__Problem requirements__
Repeat the listing in full, word for word.
--- Records ---
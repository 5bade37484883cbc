use workgate::plugins::classify::{AccessKind, Classifier, CreationKind, WorkIntent, classify};

fn access(cmd: &str) -> AccessKind {
    classify(cmd).access_kind
}

#[test]
fn test_read_only_tools() {
    for cmd in [
        "cat file.txt",
        "ls -la",
        "grep -r \"a && b\" src",
        "cd src && ls",
        "find . -name '*.rs'",
        "sed 's/a/b/' notes.txt",
        "ls 2>/dev/null",
        "docker ps",
        "kubectl get pods",
        "python --version",
        "FOO=1 cargo --version",
        "for f in *.py; do wc -l $f; done",
    ] {
        assert_eq!(access(cmd), AccessKind::ReadOnly, "{}", cmd);
    }
}

#[test]
fn test_vcs_reads() {
    for cmd in [
        "git status",
        "git log --oneline | head -5",
        "git --no-pager diff",
        "git -C sub status",
        "git branch",
        "git stash list",
        "gh pr list",
        "gh api repos/o/r/issues",
    ] {
        assert_eq!(access(cmd), AccessKind::VcsRead, "{}", cmd);
    }
}

#[test]
fn test_vcs_writes_without_creation() {
    for cmd in [
        "git commit -m 'fix: thing'",
        "git reset --hard HEAD~1",
        "git push origin main",
        "git stash",
        "git branch -D old",
        "gh pr create --fill",
        "gh api -X POST repos/o/r/issues",
    ] {
        let result = classify(cmd);
        assert_eq!(result.access_kind, AccessKind::VcsWrite, "{}", cmd);
        assert_eq!(result.creation, None, "{}", cmd);
    }
}

#[test]
fn test_compound_takes_most_restrictive_segment() {
    assert_eq!(access("rm -rf tmp && git status"), AccessKind::Mutating);
    assert_eq!(access("git status; git commit -m x"), AccessKind::VcsWrite);
    assert_eq!(access("cat a | xargs rm"), AccessKind::Mutating);
    assert_eq!(access("echo $(rm -rf build)"), AccessKind::Mutating);
}

#[test]
fn test_unknown_and_ambiguous_commands_are_mutating() {
    let result = classify("frobnicate --all");
    assert_eq!(result.access_kind, AccessKind::Mutating);
    assert_eq!(result.work_intent, WorkIntent::Other);
    assert_eq!(access("npm install"), AccessKind::Mutating);
    assert_eq!(access("sudo rm -rf /tmp/x"), AccessKind::Mutating);
    assert_eq!(access("sed -i 's/a/b/' src/main.rs"), AccessKind::Mutating);
    assert_eq!(access("find . -name '*.tmp' -delete"), AccessKind::Mutating);
}

#[test]
fn test_redirection_is_a_write() {
    let result = classify("echo hello > notes.txt");
    assert_eq!(result.access_kind, AccessKind::Mutating);
    assert!(!result.docs_only);

    let docs = classify("echo hello >> README.md");
    assert_eq!(docs.access_kind, AccessKind::Mutating);
    assert!(docs.docs_only);

    assert_eq!(
        access("cat <<EOF > out.txt\nhello\nEOF"),
        AccessKind::Mutating
    );
}

#[test]
fn test_work_intents() {
    assert_eq!(classify("cargo test --all").work_intent, WorkIntent::Test);
    assert_eq!(classify("time pytest -x").work_intent, WorkIntent::Test);
    assert_eq!(classify("make test").work_intent, WorkIntent::Test);
    assert_eq!(classify("npm run dev").work_intent, WorkIntent::Server);
    assert_eq!(
        classify("python manage.py runserver").work_intent,
        WorkIntent::Server
    );
    assert_eq!(classify("cargo build --release").work_intent, WorkIntent::Build);
    assert_eq!(classify("ls").work_intent, WorkIntent::Other);
}

#[test]
fn test_creation_detection() {
    assert_eq!(
        classify("git checkout -b feature-x").creation,
        Some(CreationKind::Branch)
    );
    assert_eq!(classify("git switch -c fix-1").creation, Some(CreationKind::Branch));
    assert_eq!(classify("git branch new-thing").creation, Some(CreationKind::Branch));
    assert_eq!(
        classify("git worktree add -b feat ../wt").creation,
        Some(CreationKind::Branch)
    );
    assert_eq!(
        classify("gh issue create --title x").creation,
        Some(CreationKind::Issue)
    );
    let spec = classify("mkdir -p .agent-os/specs/2025-01-01-login");
    assert_eq!(spec.access_kind, AccessKind::Mutating);
    assert_eq!(spec.creation, Some(CreationKind::Spec));
    assert_eq!(classify("rm -rf .agent-os/specs/old").creation, None);
}

#[test]
fn test_file_edits() {
    let classifier = Classifier::default();

    let test_edit = classifier.classify_edit("tests/test_login.py", true);
    assert_eq!(test_edit.access_kind, AccessKind::Mutating);
    assert_eq!(test_edit.work_intent, WorkIntent::Test);

    let new_spec = classifier.classify_edit(".agent-os/specs/login/spec.md", false);
    assert_eq!(new_spec.creation, Some(CreationKind::Spec));
    assert!(!new_spec.docs_only);

    let existing_spec = classifier.classify_edit(".agent-os/specs/login/spec.md", true);
    assert_eq!(existing_spec.creation, None);
    assert!(existing_spec.docs_only);

    assert!(classifier.classify_edit("docs/guide.txt", true).docs_only);
    assert!(classifier.classify_edit("CLAUDE.md", true).docs_only);
    assert!(!classifier.classify_edit("src/main.rs", true).docs_only);
}

#[test]
fn test_custom_spec_dirs() {
    let classifier = Classifier::new(vec!["./rfcs/".into()], vec!["*.md".into()]).unwrap();
    assert!(classifier.is_spec_path("rfcs/0001-thing.md"));
    assert_eq!(
        classifier.classify("touch rfcs/0002.md").creation,
        Some(CreationKind::Spec)
    );
    assert!(!classifier.is_spec_path(".agent-os/specs/x.md"));
}

#[test]
fn test_configured_docs_globs() {
    let classifier = Classifier::new(
        vec![],
        vec![
            "docs/*.md".into(),
            "**/*.rst".into(),
            "{README,CHANGELOG}.md".into(),
        ],
    )
    .unwrap();
    assert!(classifier.is_docs_path("docs/a.md"));
    assert!(classifier.is_docs_path("x/y/a.rst"));
    assert!(classifier.is_docs_path("README.md"));
    assert!(classifier.is_docs_path("CHANGELOG.md"));
    assert!(!classifier.is_docs_path("LICENSE.md"));
    assert!(classifier.classify_edit("docs/a.md", true).docs_only);
    assert!(classifier.classify("echo hi > x/y/guide.rst").docs_only);
    assert!(!classifier.classify("echo hi > src/lib.rs").docs_only);
}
---
__Response__
repository 5bade37484883cbc
use workgate::plugins::classify::{AccessKind, Classifier, CreationKind, WorkIntent, classify};

fn access(cmd: &str) -> AccessKind {
    classify(cmd).access_kind
}

#[test]
fn test_read_only_tools() {
    for cmd in [
        "cat file.txt",
        "ls -la",
        "grep -r \"a && b\" src",
        "cd src && ls",
        "find . -name '*.rs'",
        "sed 's/a/b/' notes.txt",
        "ls 2>/dev/null",
        "docker ps",
        "kubectl get pods",
        "python --version",
        "FOO=1 cargo --version",
        "for f in *.py; do wc -l $f; done",
    ] {
        assert_eq!(access(cmd), AccessKind::ReadOnly, "{}", cmd);
    }
}

#[test]
fn test_vcs_reads() {
    for cmd in [
        "git status",
        "git log --oneline | head -5",
        "git --no-pager diff",
        "git -C sub status",
        "git branch",
        "git stash list",
        "gh pr list",
        "gh api repos/o/r/issues",
    ] {
        assert_eq!(access(cmd), AccessKind::VcsRead, "{}", cmd);
    }
}

#[test]
fn test_vcs_writes_without_creation() {
    for cmd in [
        "git commit -m 'fix: thing'",
        "git reset --hard HEAD~1",
        "git push origin main",
        "git stash",
        "git branch -D old",
        "gh pr create --fill",
        "gh api -X POST repos/o/r/issues",
    ] {
        let result = classify(cmd);
        assert_eq!(result.access_kind, AccessKind::VcsWrite, "{}", cmd);
        assert_eq!(result.creation, None, "{}", cmd);
    }
}

#[test]
fn test_compound_takes_most_restrictive_segment() {
    assert_eq!(access("rm -rf tmp && git status"), AccessKind::Mutating);
    assert_eq!(access("git status; git commit -m x"), AccessKind::VcsWrite);
    assert_eq!(access("cat a | xargs rm"), AccessKind::Mutating);
    assert_eq!(access("echo $(rm -rf build)"), AccessKind::Mutating);
}

#[test]
fn test_unknown_and_ambiguous_commands_are_mutating() {
    let result = classify("frobnicate --all");
    assert_eq!(result.access_kind, AccessKind::Mutating);
    assert_eq!(result.work_intent, WorkIntent::Other);
    assert_eq!(access("npm install"), AccessKind::Mutating);
    assert_eq!(access("sudo rm -rf /tmp/x"), AccessKind::Mutating);
    assert_eq!(access("sed -i 's/a/b/' src/main.rs"), AccessKind::Mutating);
    assert_eq!(access("find . -name '*.tmp' -delete"), AccessKind::Mutating);
}

#[test]
fn test_redirection_is_a_write() {
    let result = classify("echo hello > notes.txt");
    assert_eq!(result.access_kind, AccessKind::Mutating);
    assert!(!result.docs_only);

    let docs = classify("echo hello >> README.md");
    assert_eq!(docs.access_kind, AccessKind::Mutating);
    assert!(docs.docs_only);

    assert_eq!(
        access("cat <<EOF > out.txt\nhello\nEOF"),
        AccessKind::Mutating
    );
}

#[test]
fn test_work_intents() {
    assert_eq!(classify("cargo test --all").work_intent, WorkIntent::Test);
    assert_eq!(classify("time pytest -x").work_intent, WorkIntent::Test);
    assert_eq!(classify("make test").work_intent, WorkIntent::Test);
    assert_eq!(classify("npm run dev").work_intent, WorkIntent::Server);
    assert_eq!(
        classify("python manage.py runserver").work_intent,
        WorkIntent::Server
    );
    assert_eq!(classify("cargo build --release").work_intent, WorkIntent::Build);
    assert_eq!(classify("ls").work_intent, WorkIntent::Other);
}

#[test]
fn test_creation_detection() {
    assert_eq!(
        classify("git checkout -b feature-x").creation,
        Some(CreationKind::Branch)
    );
    assert_eq!(classify("git switch -c fix-1").creation, Some(CreationKind::Branch));
    assert_eq!(classify("git branch new-thing").creation, Some(CreationKind::Branch));
    assert_eq!(
        classify("git worktree add -b feat ../wt").creation,
        Some(CreationKind::Branch)
    );
    assert_eq!(
        classify("gh issue create --title x").creation,
        Some(CreationKind::Issue)
    );
    let spec = classify("mkdir -p .agent-os/specs/2025-01-01-login");
    assert_eq!(spec.access_kind, AccessKind::Mutating);
    assert_eq!(spec.creation, Some(CreationKind::Spec));
    assert_eq!(classify("rm -rf .agent-os/specs/old").creation, None);
}

#[test]
fn test_file_edits() {
    let classifier = Classifier::default();

    let test_edit = classifier.classify_edit("tests/test_login.py", true);
    assert_eq!(test_edit.access_kind, AccessKind::Mutating);
    assert_eq!(test_edit.work_intent, WorkIntent::Test);

    let new_spec = classifier.classify_edit(".agent-os/specs/login/spec.md", false);
    assert_eq!(new_spec.creation, Some(CreationKind::Spec));
    assert!(!new_spec.docs_only);

    let existing_spec = classifier.classify_edit(".agent-os/specs/login/spec.md", true);
    assert_eq!(existing_spec.creation, None);
    assert!(existing_spec.docs_only);

    assert!(classifier.classify_edit("docs/guide.txt", true).docs_only);
    assert!(classifier.classify_edit("CLAUDE.md", true).docs_only);
    assert!(!classifier.classify_edit("src/main.rs", true).docs_only);
}

#[test]
fn test_custom_spec_dirs() {
    let classifier = Classifier::new(vec!["./rfcs/".into()], vec!["*.md".into()]).unwrap();
    assert!(classifier.is_spec_path("rfcs/0001-thing.md"));
    assert_eq!(
        classifier.classify("touch rfcs/0002.md").creation,
        Some(CreationKind::Spec)
    );
    assert!(!classifier.is_spec_path(".agent-os/specs/x.md"));
}

#[test]
fn test_configured_docs_globs() {
    let classifier = Classifier::new(
        vec![],
        vec![
            "docs/*.md".into(),
            "**/*.rst".into(),
            "{README,CHANGELOG}.md".into(),
        ],
    )
    .unwrap();
    assert!(classifier.is_docs_path("docs/a.md"));
    assert!(classifier.is_docs_path("x/y/a.rst"));
    assert!(classifier.is_docs_path("README.md"));
    assert!(classifier.is_docs_path("CHANGELOG.md"));
    assert!(!classifier.is_docs_path("LICENSE.md"));
    assert!(classifier.classify_edit("docs/a.md", true).docs_only);
    assert!(classifier.classify("echo hi > x/y/guide.rst").docs_only);
    assert!(!classifier.classify("echo hi > src/lib.rs").docs_only);
}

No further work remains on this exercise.